■ Task to complete ■
Return each line of the records holding the string "created".

=== Section Start ===

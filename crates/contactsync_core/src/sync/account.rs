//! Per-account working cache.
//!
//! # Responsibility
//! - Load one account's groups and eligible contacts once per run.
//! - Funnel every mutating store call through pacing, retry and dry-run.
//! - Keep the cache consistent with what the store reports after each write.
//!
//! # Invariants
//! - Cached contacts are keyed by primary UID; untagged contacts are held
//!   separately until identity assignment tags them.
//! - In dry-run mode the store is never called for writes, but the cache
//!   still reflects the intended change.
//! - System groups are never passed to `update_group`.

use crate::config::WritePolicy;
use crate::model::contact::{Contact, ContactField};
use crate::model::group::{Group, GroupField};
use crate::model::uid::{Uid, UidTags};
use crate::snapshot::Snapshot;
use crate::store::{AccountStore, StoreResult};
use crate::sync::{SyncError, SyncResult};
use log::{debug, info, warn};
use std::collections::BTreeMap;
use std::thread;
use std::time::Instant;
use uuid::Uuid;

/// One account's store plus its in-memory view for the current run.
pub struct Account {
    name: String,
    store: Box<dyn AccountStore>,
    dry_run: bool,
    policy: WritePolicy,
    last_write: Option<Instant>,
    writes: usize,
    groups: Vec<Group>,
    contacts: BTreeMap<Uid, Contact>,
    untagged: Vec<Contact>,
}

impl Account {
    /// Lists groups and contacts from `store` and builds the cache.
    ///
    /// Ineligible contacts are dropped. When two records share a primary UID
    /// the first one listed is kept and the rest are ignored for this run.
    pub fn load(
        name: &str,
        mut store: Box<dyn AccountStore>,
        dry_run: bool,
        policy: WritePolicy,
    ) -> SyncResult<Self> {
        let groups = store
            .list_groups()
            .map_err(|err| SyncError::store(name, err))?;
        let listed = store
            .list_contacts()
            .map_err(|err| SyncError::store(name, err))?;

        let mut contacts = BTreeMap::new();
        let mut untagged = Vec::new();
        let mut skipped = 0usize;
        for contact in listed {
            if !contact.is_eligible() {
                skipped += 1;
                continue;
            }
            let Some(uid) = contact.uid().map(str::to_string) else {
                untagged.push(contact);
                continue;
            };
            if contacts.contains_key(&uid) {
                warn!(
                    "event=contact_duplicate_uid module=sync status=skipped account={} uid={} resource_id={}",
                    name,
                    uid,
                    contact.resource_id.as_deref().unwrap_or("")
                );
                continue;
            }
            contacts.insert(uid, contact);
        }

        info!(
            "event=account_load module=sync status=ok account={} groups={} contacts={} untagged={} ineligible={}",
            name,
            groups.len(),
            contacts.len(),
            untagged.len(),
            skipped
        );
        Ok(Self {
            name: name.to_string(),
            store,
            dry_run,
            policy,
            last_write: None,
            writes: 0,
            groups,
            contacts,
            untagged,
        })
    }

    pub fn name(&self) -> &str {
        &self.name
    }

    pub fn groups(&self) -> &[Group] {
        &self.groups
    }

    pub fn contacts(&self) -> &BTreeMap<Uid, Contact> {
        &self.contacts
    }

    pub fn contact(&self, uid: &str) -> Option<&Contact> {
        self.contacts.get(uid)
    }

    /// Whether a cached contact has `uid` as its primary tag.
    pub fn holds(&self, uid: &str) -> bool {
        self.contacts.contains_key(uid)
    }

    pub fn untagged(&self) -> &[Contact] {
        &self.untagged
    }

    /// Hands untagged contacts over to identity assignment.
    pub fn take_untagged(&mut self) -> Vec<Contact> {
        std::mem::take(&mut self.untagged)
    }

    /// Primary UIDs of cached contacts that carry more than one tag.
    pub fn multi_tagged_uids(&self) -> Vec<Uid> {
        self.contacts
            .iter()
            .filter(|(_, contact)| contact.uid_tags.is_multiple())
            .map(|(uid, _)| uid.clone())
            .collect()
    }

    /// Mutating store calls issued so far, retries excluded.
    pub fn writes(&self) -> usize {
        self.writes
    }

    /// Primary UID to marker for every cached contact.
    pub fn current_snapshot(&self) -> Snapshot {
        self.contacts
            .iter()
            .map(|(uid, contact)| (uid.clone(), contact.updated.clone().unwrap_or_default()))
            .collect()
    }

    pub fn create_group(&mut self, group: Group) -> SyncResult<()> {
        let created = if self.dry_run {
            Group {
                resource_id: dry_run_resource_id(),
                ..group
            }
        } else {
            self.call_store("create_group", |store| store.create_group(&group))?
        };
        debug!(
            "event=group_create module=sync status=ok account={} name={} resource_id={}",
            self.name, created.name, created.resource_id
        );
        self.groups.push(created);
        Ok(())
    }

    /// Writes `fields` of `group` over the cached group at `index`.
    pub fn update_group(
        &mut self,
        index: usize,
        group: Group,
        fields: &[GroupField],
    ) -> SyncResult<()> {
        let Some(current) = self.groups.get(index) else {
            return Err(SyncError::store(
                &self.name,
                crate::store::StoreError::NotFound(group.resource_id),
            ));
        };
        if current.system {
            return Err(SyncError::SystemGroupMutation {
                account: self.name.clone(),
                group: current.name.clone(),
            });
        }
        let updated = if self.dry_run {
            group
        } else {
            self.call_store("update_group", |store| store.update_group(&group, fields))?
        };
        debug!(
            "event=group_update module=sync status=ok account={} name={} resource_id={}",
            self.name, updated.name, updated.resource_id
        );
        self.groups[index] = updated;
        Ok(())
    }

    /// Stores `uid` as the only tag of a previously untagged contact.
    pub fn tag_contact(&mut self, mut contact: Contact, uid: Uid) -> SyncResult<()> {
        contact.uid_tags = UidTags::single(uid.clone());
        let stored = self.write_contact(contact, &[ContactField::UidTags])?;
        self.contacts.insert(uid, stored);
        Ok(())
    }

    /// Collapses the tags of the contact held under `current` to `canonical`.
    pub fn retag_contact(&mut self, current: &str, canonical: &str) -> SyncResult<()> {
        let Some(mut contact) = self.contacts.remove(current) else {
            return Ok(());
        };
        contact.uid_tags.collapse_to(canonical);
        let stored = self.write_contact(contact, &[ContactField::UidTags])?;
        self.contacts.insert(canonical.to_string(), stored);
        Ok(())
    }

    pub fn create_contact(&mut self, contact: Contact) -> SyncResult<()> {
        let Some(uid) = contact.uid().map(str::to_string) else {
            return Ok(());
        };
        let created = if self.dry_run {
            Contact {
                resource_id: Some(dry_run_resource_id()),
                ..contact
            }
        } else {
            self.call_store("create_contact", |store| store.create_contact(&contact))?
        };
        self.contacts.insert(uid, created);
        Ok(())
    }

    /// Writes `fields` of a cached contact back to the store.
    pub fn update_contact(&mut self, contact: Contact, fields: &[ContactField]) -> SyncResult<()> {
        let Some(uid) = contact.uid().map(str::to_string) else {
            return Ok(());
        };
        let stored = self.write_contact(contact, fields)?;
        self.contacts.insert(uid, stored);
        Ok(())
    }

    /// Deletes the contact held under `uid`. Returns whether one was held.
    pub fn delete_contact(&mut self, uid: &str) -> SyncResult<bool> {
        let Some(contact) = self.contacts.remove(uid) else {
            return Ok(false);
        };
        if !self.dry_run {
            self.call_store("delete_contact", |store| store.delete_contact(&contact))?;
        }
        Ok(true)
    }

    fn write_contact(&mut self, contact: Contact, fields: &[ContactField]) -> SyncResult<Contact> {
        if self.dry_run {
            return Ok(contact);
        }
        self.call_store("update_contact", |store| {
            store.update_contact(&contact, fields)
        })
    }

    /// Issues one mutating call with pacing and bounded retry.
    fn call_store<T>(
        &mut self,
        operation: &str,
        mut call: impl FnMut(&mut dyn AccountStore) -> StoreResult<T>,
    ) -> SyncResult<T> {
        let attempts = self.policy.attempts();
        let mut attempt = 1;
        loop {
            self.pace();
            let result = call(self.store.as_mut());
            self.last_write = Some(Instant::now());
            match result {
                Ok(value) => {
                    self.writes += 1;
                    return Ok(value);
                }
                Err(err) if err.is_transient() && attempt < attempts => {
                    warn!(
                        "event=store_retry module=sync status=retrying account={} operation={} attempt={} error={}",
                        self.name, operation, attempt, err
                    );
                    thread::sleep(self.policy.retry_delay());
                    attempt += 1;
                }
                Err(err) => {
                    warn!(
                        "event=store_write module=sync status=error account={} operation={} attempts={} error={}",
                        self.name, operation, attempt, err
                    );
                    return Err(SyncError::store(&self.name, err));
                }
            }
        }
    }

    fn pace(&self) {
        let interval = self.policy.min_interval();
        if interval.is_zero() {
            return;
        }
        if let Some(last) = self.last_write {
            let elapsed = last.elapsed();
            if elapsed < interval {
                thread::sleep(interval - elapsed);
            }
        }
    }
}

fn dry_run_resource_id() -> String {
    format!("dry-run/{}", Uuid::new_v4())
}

=== Section End ===

■ Response to this exercise ■
        let created = if self.dry_run {
            self.name, created.name, created.resource_id
        self.groups.push(created);
        let created = if self.dry_run {
        self.contacts.insert(uid, created);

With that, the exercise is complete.